==== The data ====

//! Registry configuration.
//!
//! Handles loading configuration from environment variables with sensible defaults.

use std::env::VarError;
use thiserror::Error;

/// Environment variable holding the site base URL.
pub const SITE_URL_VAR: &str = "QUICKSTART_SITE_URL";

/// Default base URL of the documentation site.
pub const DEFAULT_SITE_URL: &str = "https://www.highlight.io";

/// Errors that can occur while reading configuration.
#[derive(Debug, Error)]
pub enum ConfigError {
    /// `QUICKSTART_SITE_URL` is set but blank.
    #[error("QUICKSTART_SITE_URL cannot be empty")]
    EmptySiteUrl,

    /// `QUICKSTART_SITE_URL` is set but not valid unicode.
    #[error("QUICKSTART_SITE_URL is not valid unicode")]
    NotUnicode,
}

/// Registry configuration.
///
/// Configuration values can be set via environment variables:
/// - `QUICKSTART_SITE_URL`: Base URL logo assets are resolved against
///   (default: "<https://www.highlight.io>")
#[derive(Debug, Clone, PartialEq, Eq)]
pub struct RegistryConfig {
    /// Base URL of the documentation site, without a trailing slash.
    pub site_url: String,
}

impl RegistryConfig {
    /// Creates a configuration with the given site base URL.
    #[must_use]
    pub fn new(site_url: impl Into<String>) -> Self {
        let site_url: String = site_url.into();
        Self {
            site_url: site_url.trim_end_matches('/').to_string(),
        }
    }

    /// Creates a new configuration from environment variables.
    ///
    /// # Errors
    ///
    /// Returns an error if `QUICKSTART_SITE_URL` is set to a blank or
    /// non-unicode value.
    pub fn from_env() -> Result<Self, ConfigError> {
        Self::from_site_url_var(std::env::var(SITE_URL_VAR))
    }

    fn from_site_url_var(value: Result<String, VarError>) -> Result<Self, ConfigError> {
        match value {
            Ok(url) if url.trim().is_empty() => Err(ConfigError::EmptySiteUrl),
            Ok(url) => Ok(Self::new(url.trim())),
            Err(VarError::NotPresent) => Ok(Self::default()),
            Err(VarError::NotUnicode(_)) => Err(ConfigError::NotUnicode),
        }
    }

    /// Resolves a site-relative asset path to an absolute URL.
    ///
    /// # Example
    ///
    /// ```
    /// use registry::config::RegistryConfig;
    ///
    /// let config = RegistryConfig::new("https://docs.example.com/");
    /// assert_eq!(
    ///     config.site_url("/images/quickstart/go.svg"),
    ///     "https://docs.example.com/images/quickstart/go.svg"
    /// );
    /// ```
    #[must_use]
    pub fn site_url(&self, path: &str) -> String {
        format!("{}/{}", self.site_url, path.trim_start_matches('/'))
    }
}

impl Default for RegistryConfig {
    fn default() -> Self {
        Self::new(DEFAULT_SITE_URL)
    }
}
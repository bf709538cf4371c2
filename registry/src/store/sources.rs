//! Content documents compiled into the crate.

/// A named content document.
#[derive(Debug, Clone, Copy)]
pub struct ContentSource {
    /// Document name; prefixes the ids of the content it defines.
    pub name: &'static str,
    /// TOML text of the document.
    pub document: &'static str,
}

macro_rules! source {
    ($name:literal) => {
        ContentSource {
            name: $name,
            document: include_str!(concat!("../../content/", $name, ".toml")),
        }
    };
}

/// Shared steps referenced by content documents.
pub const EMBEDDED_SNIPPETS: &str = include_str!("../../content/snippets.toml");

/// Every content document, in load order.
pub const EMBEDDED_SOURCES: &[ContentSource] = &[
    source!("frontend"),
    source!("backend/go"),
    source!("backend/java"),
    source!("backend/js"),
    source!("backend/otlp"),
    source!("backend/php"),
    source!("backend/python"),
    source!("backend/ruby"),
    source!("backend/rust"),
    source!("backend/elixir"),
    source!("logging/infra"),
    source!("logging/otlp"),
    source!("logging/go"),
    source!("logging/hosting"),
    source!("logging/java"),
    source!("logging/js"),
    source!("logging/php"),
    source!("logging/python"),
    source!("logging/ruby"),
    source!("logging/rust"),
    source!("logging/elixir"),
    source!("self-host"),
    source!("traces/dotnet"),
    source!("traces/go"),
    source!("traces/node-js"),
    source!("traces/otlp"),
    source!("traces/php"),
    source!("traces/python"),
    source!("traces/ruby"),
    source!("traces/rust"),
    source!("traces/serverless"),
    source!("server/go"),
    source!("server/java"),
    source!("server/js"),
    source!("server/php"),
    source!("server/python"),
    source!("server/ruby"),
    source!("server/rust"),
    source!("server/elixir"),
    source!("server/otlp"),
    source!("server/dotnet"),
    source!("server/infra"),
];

====
==== The data ====

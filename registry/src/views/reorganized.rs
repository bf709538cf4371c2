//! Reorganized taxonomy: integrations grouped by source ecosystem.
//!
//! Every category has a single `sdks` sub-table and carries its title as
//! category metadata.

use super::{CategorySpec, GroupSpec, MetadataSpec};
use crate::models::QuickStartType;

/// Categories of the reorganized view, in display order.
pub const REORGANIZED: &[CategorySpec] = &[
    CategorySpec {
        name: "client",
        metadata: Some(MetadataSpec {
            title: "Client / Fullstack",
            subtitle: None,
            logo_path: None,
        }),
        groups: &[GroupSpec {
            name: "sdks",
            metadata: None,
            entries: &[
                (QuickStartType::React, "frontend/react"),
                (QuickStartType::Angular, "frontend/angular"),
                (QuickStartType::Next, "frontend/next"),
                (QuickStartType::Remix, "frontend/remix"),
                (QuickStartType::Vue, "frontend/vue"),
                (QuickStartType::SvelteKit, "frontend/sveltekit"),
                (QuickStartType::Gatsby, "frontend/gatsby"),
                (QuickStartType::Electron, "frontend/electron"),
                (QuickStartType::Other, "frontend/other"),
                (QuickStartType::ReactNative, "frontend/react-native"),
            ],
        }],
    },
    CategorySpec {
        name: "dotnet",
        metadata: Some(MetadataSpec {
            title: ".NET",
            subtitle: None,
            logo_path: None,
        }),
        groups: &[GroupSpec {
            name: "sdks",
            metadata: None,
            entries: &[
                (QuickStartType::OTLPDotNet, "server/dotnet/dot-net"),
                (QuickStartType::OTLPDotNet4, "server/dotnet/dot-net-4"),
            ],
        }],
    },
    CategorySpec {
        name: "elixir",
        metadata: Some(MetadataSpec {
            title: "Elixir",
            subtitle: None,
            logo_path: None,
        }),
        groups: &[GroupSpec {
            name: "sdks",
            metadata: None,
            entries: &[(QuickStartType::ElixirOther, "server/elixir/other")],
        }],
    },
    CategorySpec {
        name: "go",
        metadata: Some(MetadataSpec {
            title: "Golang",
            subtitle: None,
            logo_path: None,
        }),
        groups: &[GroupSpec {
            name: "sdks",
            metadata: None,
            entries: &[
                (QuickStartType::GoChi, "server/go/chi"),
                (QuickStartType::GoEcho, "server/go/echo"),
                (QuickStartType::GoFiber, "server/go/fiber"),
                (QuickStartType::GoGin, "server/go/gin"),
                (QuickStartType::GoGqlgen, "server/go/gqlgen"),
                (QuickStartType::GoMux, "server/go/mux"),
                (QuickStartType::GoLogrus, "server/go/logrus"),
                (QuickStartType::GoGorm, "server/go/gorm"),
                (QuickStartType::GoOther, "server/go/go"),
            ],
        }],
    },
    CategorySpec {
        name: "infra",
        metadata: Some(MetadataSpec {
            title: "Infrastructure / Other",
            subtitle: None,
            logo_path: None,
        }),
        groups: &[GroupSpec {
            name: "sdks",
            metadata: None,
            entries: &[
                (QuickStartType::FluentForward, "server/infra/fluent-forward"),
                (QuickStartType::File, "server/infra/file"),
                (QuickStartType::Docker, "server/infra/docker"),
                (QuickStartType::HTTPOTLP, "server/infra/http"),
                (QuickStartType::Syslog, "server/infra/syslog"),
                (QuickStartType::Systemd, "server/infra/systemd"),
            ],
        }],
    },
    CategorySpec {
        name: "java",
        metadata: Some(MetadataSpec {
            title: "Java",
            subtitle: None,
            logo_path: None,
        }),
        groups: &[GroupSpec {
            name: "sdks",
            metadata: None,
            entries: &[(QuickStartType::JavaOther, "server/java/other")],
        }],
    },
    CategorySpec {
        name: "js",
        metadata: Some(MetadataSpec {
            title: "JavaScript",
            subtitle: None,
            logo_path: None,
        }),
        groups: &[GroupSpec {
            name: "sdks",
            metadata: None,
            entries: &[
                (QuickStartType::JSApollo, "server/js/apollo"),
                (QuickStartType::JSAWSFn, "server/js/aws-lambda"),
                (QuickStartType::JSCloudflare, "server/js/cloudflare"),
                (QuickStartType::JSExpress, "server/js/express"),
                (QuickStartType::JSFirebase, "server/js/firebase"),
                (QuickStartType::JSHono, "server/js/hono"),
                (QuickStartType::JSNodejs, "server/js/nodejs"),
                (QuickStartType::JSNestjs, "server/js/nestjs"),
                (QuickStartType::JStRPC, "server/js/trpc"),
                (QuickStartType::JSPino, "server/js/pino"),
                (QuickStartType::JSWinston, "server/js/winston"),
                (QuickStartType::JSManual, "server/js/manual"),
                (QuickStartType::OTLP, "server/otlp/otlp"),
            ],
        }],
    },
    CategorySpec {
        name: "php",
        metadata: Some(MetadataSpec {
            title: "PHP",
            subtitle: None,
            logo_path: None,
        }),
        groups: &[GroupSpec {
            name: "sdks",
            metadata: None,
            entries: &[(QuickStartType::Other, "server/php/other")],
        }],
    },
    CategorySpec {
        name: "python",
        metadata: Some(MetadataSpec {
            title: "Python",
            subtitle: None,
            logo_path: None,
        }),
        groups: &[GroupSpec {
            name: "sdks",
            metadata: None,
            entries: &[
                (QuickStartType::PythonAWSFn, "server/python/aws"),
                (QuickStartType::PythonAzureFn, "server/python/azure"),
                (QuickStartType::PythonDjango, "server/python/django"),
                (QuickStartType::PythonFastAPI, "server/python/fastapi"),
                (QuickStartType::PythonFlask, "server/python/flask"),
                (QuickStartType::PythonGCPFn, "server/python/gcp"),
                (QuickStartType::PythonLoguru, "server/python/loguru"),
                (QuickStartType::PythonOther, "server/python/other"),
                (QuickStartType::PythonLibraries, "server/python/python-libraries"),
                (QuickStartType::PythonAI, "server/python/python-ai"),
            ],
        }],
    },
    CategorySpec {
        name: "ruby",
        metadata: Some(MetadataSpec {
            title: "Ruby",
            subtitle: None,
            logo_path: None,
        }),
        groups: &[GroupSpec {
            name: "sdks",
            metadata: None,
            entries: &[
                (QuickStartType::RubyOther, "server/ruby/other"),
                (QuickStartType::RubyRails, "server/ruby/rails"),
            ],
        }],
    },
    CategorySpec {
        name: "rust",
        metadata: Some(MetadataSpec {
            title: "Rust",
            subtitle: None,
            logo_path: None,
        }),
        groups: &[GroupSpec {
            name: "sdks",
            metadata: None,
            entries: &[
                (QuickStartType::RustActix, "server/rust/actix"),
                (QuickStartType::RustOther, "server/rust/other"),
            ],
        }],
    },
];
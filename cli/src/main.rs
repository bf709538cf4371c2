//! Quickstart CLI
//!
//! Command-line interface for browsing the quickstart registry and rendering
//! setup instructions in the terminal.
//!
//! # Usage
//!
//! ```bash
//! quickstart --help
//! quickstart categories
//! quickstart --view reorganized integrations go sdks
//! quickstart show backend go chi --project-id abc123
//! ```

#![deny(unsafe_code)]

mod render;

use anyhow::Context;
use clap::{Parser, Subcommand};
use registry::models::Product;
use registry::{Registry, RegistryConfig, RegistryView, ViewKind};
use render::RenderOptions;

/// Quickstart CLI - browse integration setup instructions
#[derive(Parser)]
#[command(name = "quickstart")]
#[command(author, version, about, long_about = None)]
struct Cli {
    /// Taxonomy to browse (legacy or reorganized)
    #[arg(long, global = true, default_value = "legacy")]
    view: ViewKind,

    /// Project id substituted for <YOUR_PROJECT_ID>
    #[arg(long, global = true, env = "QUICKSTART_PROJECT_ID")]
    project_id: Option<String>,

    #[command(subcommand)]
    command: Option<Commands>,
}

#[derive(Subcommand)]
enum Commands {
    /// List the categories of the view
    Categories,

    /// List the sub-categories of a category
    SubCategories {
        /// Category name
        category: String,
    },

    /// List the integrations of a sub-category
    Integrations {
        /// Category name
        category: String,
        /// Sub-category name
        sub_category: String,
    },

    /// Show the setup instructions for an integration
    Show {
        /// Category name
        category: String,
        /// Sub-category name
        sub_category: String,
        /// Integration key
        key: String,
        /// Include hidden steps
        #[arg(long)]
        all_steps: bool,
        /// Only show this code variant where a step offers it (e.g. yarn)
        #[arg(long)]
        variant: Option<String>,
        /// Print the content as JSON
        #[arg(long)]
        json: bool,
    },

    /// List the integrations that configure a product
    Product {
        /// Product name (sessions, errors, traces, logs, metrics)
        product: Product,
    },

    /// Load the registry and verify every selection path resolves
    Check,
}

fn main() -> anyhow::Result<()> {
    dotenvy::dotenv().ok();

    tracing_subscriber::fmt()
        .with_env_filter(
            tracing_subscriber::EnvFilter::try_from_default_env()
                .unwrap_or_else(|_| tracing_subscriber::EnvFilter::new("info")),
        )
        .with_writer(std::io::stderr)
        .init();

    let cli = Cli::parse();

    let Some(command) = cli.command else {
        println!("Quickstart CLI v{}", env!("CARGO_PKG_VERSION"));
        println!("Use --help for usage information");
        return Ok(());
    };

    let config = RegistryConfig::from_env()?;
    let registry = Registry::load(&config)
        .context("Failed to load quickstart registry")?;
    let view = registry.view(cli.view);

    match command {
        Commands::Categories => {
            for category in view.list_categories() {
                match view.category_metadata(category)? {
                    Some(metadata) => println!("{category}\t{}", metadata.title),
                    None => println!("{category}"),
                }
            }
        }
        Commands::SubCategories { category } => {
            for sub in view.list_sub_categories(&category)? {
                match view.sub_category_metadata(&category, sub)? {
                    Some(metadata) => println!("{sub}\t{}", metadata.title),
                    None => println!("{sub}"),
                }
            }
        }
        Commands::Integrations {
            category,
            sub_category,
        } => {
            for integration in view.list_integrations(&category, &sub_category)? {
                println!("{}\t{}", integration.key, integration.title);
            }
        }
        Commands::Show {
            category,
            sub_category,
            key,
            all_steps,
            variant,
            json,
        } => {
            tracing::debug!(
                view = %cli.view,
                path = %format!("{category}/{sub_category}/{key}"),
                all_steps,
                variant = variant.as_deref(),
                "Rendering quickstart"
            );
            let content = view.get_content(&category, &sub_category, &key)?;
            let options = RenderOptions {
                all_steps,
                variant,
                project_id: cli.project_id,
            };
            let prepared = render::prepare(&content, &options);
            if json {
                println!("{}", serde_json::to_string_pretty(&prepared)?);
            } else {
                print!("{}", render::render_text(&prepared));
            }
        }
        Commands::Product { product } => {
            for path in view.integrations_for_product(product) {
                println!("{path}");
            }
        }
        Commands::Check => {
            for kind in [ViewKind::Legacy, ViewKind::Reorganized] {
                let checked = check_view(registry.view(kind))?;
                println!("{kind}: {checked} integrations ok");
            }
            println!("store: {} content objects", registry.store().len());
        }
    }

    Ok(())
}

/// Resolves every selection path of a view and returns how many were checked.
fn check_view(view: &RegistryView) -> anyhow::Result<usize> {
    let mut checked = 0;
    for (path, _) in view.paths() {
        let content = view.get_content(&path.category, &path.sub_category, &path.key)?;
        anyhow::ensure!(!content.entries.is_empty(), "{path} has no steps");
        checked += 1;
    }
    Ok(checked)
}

====

Each line above that contains the word "static" should be returned.

» **Written reply**:
    pub name: &'static str,
    pub document: &'static str,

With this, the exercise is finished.